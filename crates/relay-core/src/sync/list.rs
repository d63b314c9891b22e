use std::collections::BTreeSet;

use crate::auth::{SessionHandle, EDITOR_ROLES};
use crate::config::DEFAULT_PAGE_SIZE;
use crate::filters::FilterController;
use crate::gateway::{Gateway, GatewayResult, IssueListPage};

/// Issue keys picked for a bulk action, scoped to the loaded page.
#[derive(Debug, Clone, Default, PartialEq, Eq)]
pub struct SelectionSet {
    keys: BTreeSet<String>,
}

impl SelectionSet {
    pub fn new() -> Self {
        Self::default()
    }

    /// Flip membership; returns whether `key` is now selected.
    pub fn toggle(&mut self, key: &str) -> bool {
        if self.keys.remove(key) {
            false
        } else {
            self.keys.insert(key.to_owned());
            true
        }
    }

    pub fn select(&mut self, key: impl Into<String>) {
        self.keys.insert(key.into());
    }

    pub fn deselect(&mut self, key: &str) {
        self.keys.remove(key);
    }

    pub fn clear(&mut self) {
        self.keys.clear();
    }

    pub fn contains(&self, key: &str) -> bool {
        self.keys.contains(key)
    }

    pub fn len(&self) -> usize {
        self.keys.len()
    }

    pub fn is_empty(&self) -> bool {
        self.keys.is_empty()
    }

    pub fn keys(&self) -> Vec<String> {
        self.keys.iter().cloned().collect()
    }

    /// Drop keys that are not on `page`.
    pub fn retain_page(&mut self, page: &IssueListPage) {
        self.keys
            .retain(|key| page.issues.iter().any(|issue| &issue.key == key));
    }
}

/// One page of the issue list plus its filters and selection.
#[derive(Debug, Clone)]
pub struct IssueListView {
    filters: FilterController,
    page_size: u32,
    page: Option<IssueListPage>,
    pub selection: SelectionSet,
}

impl IssueListView {
    pub fn new(filters: FilterController) -> Self {
        Self::with_page_size(filters, DEFAULT_PAGE_SIZE)
    }

    pub fn with_page_size(filters: FilterController, page_size: u32) -> Self {
        Self {
            filters,
            page_size,
            page: None,
            selection: SelectionSet::new(),
        }
    }

    pub fn filters(&self) -> &FilterController {
        &self.filters
    }

    pub fn filters_mut(&mut self) -> &mut FilterController {
        &mut self.filters
    }

    pub fn page(&self) -> Option<&IssueListPage> {
        self.page.as_ref()
    }

    /// Fetch the page the filters describe; the old page stays on failure.
    pub async fn reload(&mut self, gateway: &Gateway) -> GatewayResult<&IssueListPage> {
        let query = self.filters.list_query(self.page_size);
        let page = gateway.list_issues(&query).await?;
        self.selection.retain_page(&page);
        Ok(&*self.page.insert(page))
    }

    /// Clear the selection once the user can no longer bulk-edit.
    pub fn enforce_capability(&mut self, session: &SessionHandle) {
        if !session.has_role(&EDITOR_ROLES) && !self.selection.is_empty() {
            tracing::debug!(count = self.selection.len(), "dropping selection; role lost");
            self.selection.clear();
        }
    }
}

⁂

# [PROBLEM TO SOLVE]
Of the entries listed above, reproduce only the lines starting at the line containing "repository d63b314c9891b22e" and ending at the line containing "self.keys.is_empty()". Include both, exactly as they stand.

# [SOLUTION FOR THIS PROBLEM]
repository d63b314c9891b22e
use std::collections::BTreeSet;

use crate::auth::{SessionHandle, EDITOR_ROLES};
use crate::config::DEFAULT_PAGE_SIZE;
use crate::filters::FilterController;
use crate::gateway::{Gateway, GatewayResult, IssueListPage};

/// Issue keys picked for a bulk action, scoped to the loaded page.
#[derive(Debug, Clone, Default, PartialEq, Eq)]
pub struct SelectionSet {
    keys: BTreeSet<String>,
}

impl SelectionSet {
    pub fn new() -> Self {
        Self::default()
    }

    /// Flip membership; returns whether `key` is now selected.
    pub fn toggle(&mut self, key: &str) -> bool {
        if self.keys.remove(key) {
            false
        } else {
            self.keys.insert(key.to_owned());
            true
        }
    }

    pub fn select(&mut self, key: impl Into<String>) {
        self.keys.insert(key.into());
    }

    pub fn deselect(&mut self, key: &str) {
        self.keys.remove(key);
    }

    pub fn clear(&mut self) {
        self.keys.clear();
    }

    pub fn contains(&self, key: &str) -> bool {
        self.keys.contains(key)
    }

    pub fn len(&self) -> usize {
        self.keys.len()
    }

    pub fn is_empty(&self) -> bool {
        self.keys.is_empty()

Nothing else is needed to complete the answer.